The analysis was performed for three operational conditions: room temperature (21 °C), core inlet temperature (290 °C), and core outlet temperature (325 °C). The modeling of 3D shell models was carried out in ANSYS SpaceClaim.
Additionally, linear buckling analyses of the spacer grid were also carried out so that we could further evaluate the behavior of the spacer grid under severe compressive loading conditions.

2. Materials and Methodologies

2.1. Review of APR1400 FA Spacer Grid Mechanical Strength Assessments

PLUS7 fuel assembly was designed with the objective to support the fuel rod and efficient heat transfer, as well as higher fretting wear resistance for OPR1000 and APR1400 reactors. The development process of the FA includes the verification of the performances of its components through a wide spectrum, including mechanical tests [11].
One of the mechanical tests conducted to verify a spacer grid’s design involves subjecting the spacer grid to a displacement load. Yoo et al. [12] constructed a simple beam model to represent a 14 × 14 mid-spacer grid of a nuclear fuel assembly and integrated spring and dimple stiffness on the FEA modeling. The boundary conditions for the static compression analysis with a square load are shown in Figure 1. To achieve this, they conducted a physical experiment to test the grid spring/dimple stiffness of a 14 × 14 type spacer grid cell specimen by mounting it onto a fixed jig, with the spring and dimple being at the center of a loading bar. They later applied a load to incur deformation toward the spring and dimple and measured the load. The results were integrated into the modeling of the FEA.
Yoo et al. [12] developed an FA finite element model to evaluate the mechanical integrity of the whole FA. They developed a three-dimensional finite element model of a 17 × 17 FA, using beam and spring elements to reduce model size. They also performed vibration tests, lateral bending, axial and lateral impacts, static axial compression, static compression, and an impact test to verify their proposed model. Their test scenarios on spacer grids are shown in Figure 2. They concluded that their model simulation reflected the test results of both static and dynamic mechanical behavior.
Yvon et al. conducted an experiment to investigate an irradiated spacer grid’s structural integrity [6]. The obtained bimetallic grids were from two damaged fuel assemblies in a 900 MWe French reactor. The specimens were seven grids from a four-cycle assembly and four grids from a one-cycle assembly. As a reference, they fabricated four identical grids. They applied a displacement load of up to 15 mm (more than one cell pitch) along the square direction onto a full spacer grid in a hot cell, as shown in Figure 3. They found that the irradiated spacer grids have a smaller crush limit compared to the fresh grid.
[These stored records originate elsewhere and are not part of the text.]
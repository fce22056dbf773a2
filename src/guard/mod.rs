//! Pre-commit guard: finds plaintext values in dotenv files, either in the
//! working tree or in the git index, and manages the `pre-commit` hook that
//! runs the staged check.

use std::collections::BTreeMap;
use std::fmt::Write as _;
use std::fs;
use std::path::{Path, PathBuf};

use serde::Serialize;

use crate::dotenv::{is_encrypted_marker, Document, PUBLIC_KEY_ENTRY};
use crate::error::ErrKind;
use crate::vault::plaintext_keys;

pub mod git;
pub mod hooks;

pub use git::GitAdapter;

const EXAMPLE_SUFFIXES: [&str; 4] = ["example", "sample", "template", "dist"];
const SKIPPED_DIRS: [&str; 3] = [".git", "node_modules", "vendor"];

#[derive(Debug, thiserror::Error)]
pub enum GuardError {
    #[error("git CLI is not installed")]
    GitUnavailable,
    #[error("{} is not inside a git repository", .0.display())]
    NotARepository(PathBuf),
    #[error("git command failed ({command}, code {code:?}): {stderr}")]
    GitCommandFailed {
        command: String,
        code: Option<i32>,
        stderr: String,
    },
    /// Carries the full report so `--json` output stays a single document.
    #[error("plaintext values detected in {} file(s)", .0.findings.len())]
    PlaintextDetected(Box<CheckReport>),
    #[error("{} is not managed by si; rerun with --force to replace it", .0.display())]
    ForeignHook(PathBuf),
    #[error("I/O error at {}: {source}", path.display())]
    Io {
        path: PathBuf,
        #[source]
        source: std::io::Error,
    },
}

impl GuardError {
    pub fn kind(&self) -> ErrKind {
        match self {
            GuardError::GitUnavailable | GuardError::NotARepository(_) => ErrKind::GitUnavailable,
            GuardError::GitCommandFailed { .. } | GuardError::Io { .. } => ErrKind::Io,
            GuardError::PlaintextDetected(_) => ErrKind::PlaintextDetected,
            GuardError::ForeignHook(_) => ErrKind::InvalidArgument,
        }
    }
}

#[derive(Debug, Clone, Copy)]
pub struct CheckOptions<'a> {
    /// Working directory for git plumbing.
    pub vault_dir: &'a Path,
    /// The resolved scope file. In working-tree mode `--all` scans its
    /// directory; in staged mode without `--all` only this path is checked.
    pub target: Option<&'a Path>,
    pub staged: bool,
    pub all: bool,
    pub include_examples: bool,
}

impl<'a> CheckOptions<'a> {
    pub fn new(vault_dir: &'a Path) -> Self {
        Self {
            vault_dir,
            target: None,
            staged: false,
            all: false,
            include_examples: false,
        }
    }
}

#[derive(Debug, Clone, PartialEq, Eq, Serialize)]
pub struct Finding {
    pub path: String,
    pub keys: Vec<String>,
    /// Remediation command printed under `Fix:`.
    pub fix: String,
    /// Parse failure for files that are not valid dotenv. `keys` then holds
    /// the assignments a line scan still found with a plaintext value.
    #[serde(skip_serializing_if = "Option::is_none")]
    pub error: Option<String>,
}

impl Finding {
    pub fn for_file(display: String, absolute_path: &Path, keys: Vec<String>) -> Self {
        Self {
            path: display,
            keys,
            fix: format!(
                "si vault encrypt --file {} --format",
                shell_quote(&absolute_path.to_string_lossy())
            ),
            error: None,
        }
    }

    /// A file that failed to parse is reported rather than skipped.
    pub fn unparseable(display: String, absolute_path: &Path, bytes: &[u8], error: String) -> Self {
        let quoted = shell_quote(&absolute_path.to_string_lossy());
        Self {
            path: display,
            keys: salvage_plaintext_keys(bytes),
            fix: format!("repair the dotenv syntax in {quoted}, then si vault encrypt --file {quoted} --format"),
            error: Some(error),
        }
    }

    pub fn for_scope(location: String, scope: &str, keys: Vec<String>) -> Self {
        Self {
            path: location,
            keys,
            fix: format!("si vault encrypt --scope {scope} --format"),
            error: None,
        }
    }
}

#[derive(Debug, Clone, Default, Serialize)]
pub struct CheckReport {
    pub staged: bool,
    pub scanned: Vec<String>,
    pub findings: Vec<Finding>,
}

impl CheckReport {
    pub fn is_clean(&self) -> bool {
        self.findings.is_empty()
    }

    pub fn render(&self) -> String {
        let mut out = String::from("[si vault] plaintext values detected; encrypt before committing.\n");
        for finding in &self.findings {
            match (&finding.error, finding.keys.is_empty()) {
                (None, _) => {
                    let _ = writeln!(out, "  - {}: {}", finding.path, finding.keys.join(", "));
                }
                (Some(error), true) => {
                    let _ = writeln!(out, "  - {}: unparseable ({error})", finding.path);
                }
                (Some(error), false) => {
                    let _ = writeln!(
                        out,
                        "  - {}: {} (unparseable: {error})",
                        finding.path,
                        finding.keys.join(", ")
                    );
                }
            }
        }
        out.push_str("Fix:\n");
        for finding in &self.findings {
            let _ = writeln!(out, "  {}", finding.fix);
        }
        out.push_str("Bypass (not recommended): git commit --no-verify\n");
        out
    }
}

/// `.env` or `.env.<anything>`, minus example/template variants unless
/// `include_examples` is set.
pub fn is_candidate(path: &Path, include_examples: bool) -> bool {
    let Some(name) = path.file_name().and_then(|name| name.to_str()) else {
        return false;
    };
    if name == ".env" {
        return true;
    }
    let Some(suffix) = name.strip_prefix(".env.") else {
        return false;
    };
    if include_examples {
        return true;
    }
    !suffix
        .split('.')
        .any(|part| EXAMPLE_SUFFIXES.contains(&part.to_ascii_lowercase().as_str()))
}

pub fn check(git: &GitAdapter, options: &CheckOptions<'_>) -> Result<CheckReport, GuardError> {
    let sources = if options.staged {
        staged_sources(git, options)?
    } else {
        worktree_sources(options)
    };
    let mut report = CheckReport {
        staged: options.staged,
        ..CheckReport::default()
    };
    for source in sources.into_values() {
        report.scanned.push(source.display.clone());
        let bytes = match source.bytes {
            Some(bytes) => bytes,
            None => match fs::read(&source.absolute) {
                Ok(bytes) => bytes,
                Err(err) => {
                    tracing::warn!(path = %source.display, error = %err, "unreadable dotenv file");
                    report.findings.push(Finding::unparseable(
                        source.display,
                        &source.absolute,
                        &[],
                        format!("unreadable: {err}"),
                    ));
                    continue;
                }
            },
        };
        let document = match Document::parse(&bytes) {
            Ok(document) => document,
            Err(err) => {
                tracing::warn!(path = %source.display, error = %err, "unparseable dotenv file");
                report.findings.push(Finding::unparseable(
                    source.display,
                    &source.absolute,
                    &bytes,
                    err.to_string(),
                ));
                continue;
            }
        };
        let keys = plaintext_keys(&document);
        if !keys.is_empty() {
            report
                .findings
                .push(Finding::for_file(source.display, &source.absolute, keys));
        }
    }
    Ok(report)
}

struct Source {
    display: String,
    absolute: PathBuf,
    bytes: Option<Vec<u8>>,
}

fn staged_sources(
    git: &GitAdapter,
    options: &CheckOptions<'_>,
) -> Result<BTreeMap<PathBuf, Source>, GuardError> {
    let root = git.repo_root(options.vault_dir)?;
    let target = options.target.map(absolute);
    let mut sources = BTreeMap::new();
    for relative in git.staged_paths(options.vault_dir)? {
        if !is_candidate(&relative, options.include_examples) {
            continue;
        }
        let absolute_path = absolute(&root.join(&relative));
        if !options.all && target.as_ref() != Some(&absolute_path) {
            continue;
        }
        let bytes = git.staged_blob(options.vault_dir, &relative)?;
        sources.insert(
            absolute_path.clone(),
            Source {
                display: relative.to_string_lossy().into_owned(),
                absolute: absolute_path,
                bytes: Some(bytes),
            },
        );
    }
    Ok(sources)
}

fn worktree_sources(options: &CheckOptions<'_>) -> BTreeMap<PathBuf, Source> {
    let mut sources = BTreeMap::new();
    let Some(target) = options.target else {
        return sources;
    };
    if target.is_file() {
        sources.insert(absolute(target), file_source(target));
    }
    if options.all {
        let dir = match target.parent() {
            Some(parent) if !parent.as_os_str().is_empty() => parent.to_path_buf(),
            _ => PathBuf::from("."),
        };
        let mut found = Vec::new();
        walk(&dir, options.include_examples, &mut found);
        for path in found {
            sources
                .entry(absolute(&path))
                .or_insert_with(|| file_source(&path));
        }
    }
    sources
}

fn file_source(path: &Path) -> Source {
    Source {
        display: path.to_string_lossy().into_owned(),
        absolute: absolute(path),
        bytes: None,
    }
}

fn walk(dir: &Path, include_examples: bool, found: &mut Vec<PathBuf>) {
    let entries = match fs::read_dir(dir) {
        Ok(entries) => entries,
        Err(err) => {
            tracing::warn!(dir = %dir.display(), error = %err, "cannot read directory");
            return;
        }
    };
    for entry in entries.flatten() {
        let path = entry.path();
        let Ok(file_type) = entry.file_type() else {
            continue;
        };
        if file_type.is_dir() {
            let skipped = entry
                .file_name()
                .to_str()
                .is_some_and(|name| SKIPPED_DIRS.contains(&name));
            if !skipped {
                walk(&path, include_examples, found);
            }
        } else if file_type.is_file() && is_candidate(&path, include_examples) {
            found.push(path);
        }
    }
}

fn absolute(path: &Path) -> PathBuf {
    fs::canonicalize(path).unwrap_or_else(|_| {
        std::env::current_dir()
            .map(|cwd| cwd.join(path))
            .unwrap_or_else(|_| path.to_path_buf())
    })
}

/// Line scan for `KEY=value` assignments with a non-marker value. Used only
/// when strict parsing has already failed.
fn salvage_plaintext_keys(bytes: &[u8]) -> Vec<String> {
    let text = String::from_utf8_lossy(bytes);
    let mut keys: Vec<String> = Vec::new();
    for line in text.lines() {
        let line = line.trim();
        if line.is_empty() || line.starts_with('#') {
            continue;
        }
        let line = line.strip_prefix("export ").unwrap_or(line);
        let Some((key, value)) = line.split_once('=') else {
            continue;
        };
        let key = key.trim();
        let value = value.trim().trim_matches(|ch| ch == '"' || ch == '\'');
        if key.is_empty() || key == PUBLIC_KEY_ENTRY || value.is_empty() {
            continue;
        }
        if is_encrypted_marker(value) || keys.iter().any(|seen| seen == key) {
            continue;
        }
        keys.push(key.to_string());
    }
    keys
}

fn shell_quote(raw: &str) -> String {
    format!("'{}'", raw.replace('\'', r"'\''"))
}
However, despite being subjected to 15 mm of displacement load, the grids held their shape, meaning that they possessed enough ductility to resist a large amount of distortion.
These studies, however, did not apply loadings in the shear direction onto the spacer grid. With loadings from off-square directions affecting fuel assemblies during external events, the loadings from the off-square directions can be broken into the square and shear directions. Therefore, it is important to consider the structural integrity of the spacer grid against shear loadings, as the spacer grid may deform to a rhombus shape and transfer the load directly onto the fuel clad, resulting in more severe loading cases.
Hence, we propose to conduct a structural analysis of spacer grids by simulating displacement loadings for both the square and shear directions. The objectives of this study were to assess the structural integrity of spacer grids, as well as to explore options in the FEA modeling of spacer grids to overcome the limitations of the current computing technology by 3D shell element model.
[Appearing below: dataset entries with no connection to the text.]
use clap::builder::styling::{AnsiColor, Effects, Styles};
use clap::{Args, CommandFactory, Parser, Subcommand};

pub use crate::cli_ops::*;

fn cli_styles() -> Styles {
    Styles::styled()
        .header(AnsiColor::BrightCyan.on_default() | Effects::BOLD)
        .usage(AnsiColor::BrightYellow.on_default() | Effects::BOLD)
        .literal(AnsiColor::BrightGreen.on_default() | Effects::BOLD)
        .placeholder(AnsiColor::BrightMagenta.on_default())
}

pub fn styled_command() -> clap::Command {
    Cli::command()
}

#[derive(Debug, Parser)]
#[command(name = "si")]
#[command(bin_name = "si")]
#[command(version)]
#[command(about = "Encrypted dotenv vault, shared taskboards and remote jobs over Sun")]
#[command(styles = cli_styles())]
pub struct Cli {
    #[arg(
        short = 'j',
        long,
        global = true,
        help = "Render machine-readable JSON on stdout."
    )]
    pub json: bool,

    #[arg(
        short = 'v',
        long,
        global = true,
        help = "Log debug events to stderr (SI_LOG overrides)."
    )]
    pub verbose: bool,

    #[command(subcommand)]
    pub command: Commands,
}

#[derive(Debug, Subcommand)]
pub enum Commands {
    #[command(about = "Manage encrypted dotenv scopes.")]
    Vault(VaultArgs),
    #[command(about = "Sun account, taskboards and machines.")]
    Sun(SunArgs),
    #[command(about = "Generate or install shell completions.")]
    Completions(CompletionsArgs),
}

#[derive(Debug, Args)]
#[command(about = "Generate or install shell completions.")]
pub struct CompletionsArgs {
    #[arg(help = "Shell name (bash, zsh, fish). Auto-detected if omitted.")]
    pub shell: Option<String>,

    #[arg(
        short = 'i',
        long = "install",
        help = "Write completions to the canonical path for the shell."
    )]
    pub install: bool,
}

#[derive(Debug, Args)]
pub struct VaultArgs {
    #[command(subcommand)]
    pub command: VaultSubcommands,
}

#[derive(Debug, Subcommand)]
#[allow(clippy::large_enum_variant)]
pub enum VaultSubcommands {
    #[command(about = "Create a scope and the local identity if missing.")]
    Init(VaultInitArgs),
    #[command(about = "Encrypt and store a value.")]
    Set(VaultSetArgs),
    #[command(about = "Read a value; encrypted values need --reveal.")]
    Get(VaultGetArgs),
    #[command(about = "Tombstone a key with an empty value.")]
    Unset(VaultKeyArgs),
    #[command(about = "List keys and whether they are encrypted.")]
    List(VaultScopeOnlyArgs),
    #[command(about = "Print every key, optionally decrypted.")]
    Dump(VaultDumpArgs),
    #[command(about = "Encrypt every plaintext value in place.")]
    Encrypt(VaultEncryptArgs),
    #[command(about = "Fail when dotenv files contain plaintext values.")]
    Check(VaultCheckArgs),
    #[command(about = "Inspect or edit the scope's recipients.")]
    Recipients(RecipientsArgs),
    #[command(about = "List stored revisions of a scope (sun backend).")]
    History(VaultHistoryArgs),
    #[command(about = "Copy a local scope file to or from Sun.")]
    Backup(BackupArgs),
    #[command(about = "Run a command with the scope's decrypted values in its environment.")]
    Run(VaultRunArgs),
    #[command(about = "Inspect, pin or forget the trusted recipient set of a local scope.")]
    Trust(TrustArgs),
    #[command(about = "Show the local age recipient and where it was loaded from.")]
    Identity,
    #[command(about = "Manage the git pre-commit hook that runs `vault check --staged`.")]
    Hooks(HooksArgs),
}

#[derive(Debug, Args)]
pub struct SunArgs {
    #[command(subcommand)]
    pub command: SunSubcommands,
}

#[derive(Debug, Subcommand)]
pub enum SunSubcommands {
    #[command(about = "Store, check or remove Sun credentials.")]
    Auth(AuthArgs),
    #[command(about = "Shared task queue for agents.")]
    Taskboard(TaskboardArgs),
    #[command(about = "Register machines and dispatch remote si jobs.")]
    Machine(MachineArgs),
}

#[cfg(test)]
#[path = "cli_tests.rs"]
mod tests;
2.2. Method of Obtaining Optimized FA Model

This segment discusses the procedure of developing reduced spacer grid models of the spacer grid. The spacer grid model selected for this study was a mid spacer grid of PLUS7 nuclear fuel for OPR1000 and APR1400 which was an improved design to enhance the fuel efficiency and performance [13]. Using a full spacer grid model for FEA requires a high-performance computer and a huge amount of time since it results in a very large analytical model with 1,057,855 nodes and 383,867 elements. The full spacer grid 3D model is shown in Figure 4.
The full spacer grid consists of mixing vanes, among other things, in its design that do not contribute toward its structural integrity. In order to reduce the problem size, we can remove the unnecessary features that are not related to the structural strength. Moreover, the reduced model can be simplified further by taking advantage of geometric and load symmetry.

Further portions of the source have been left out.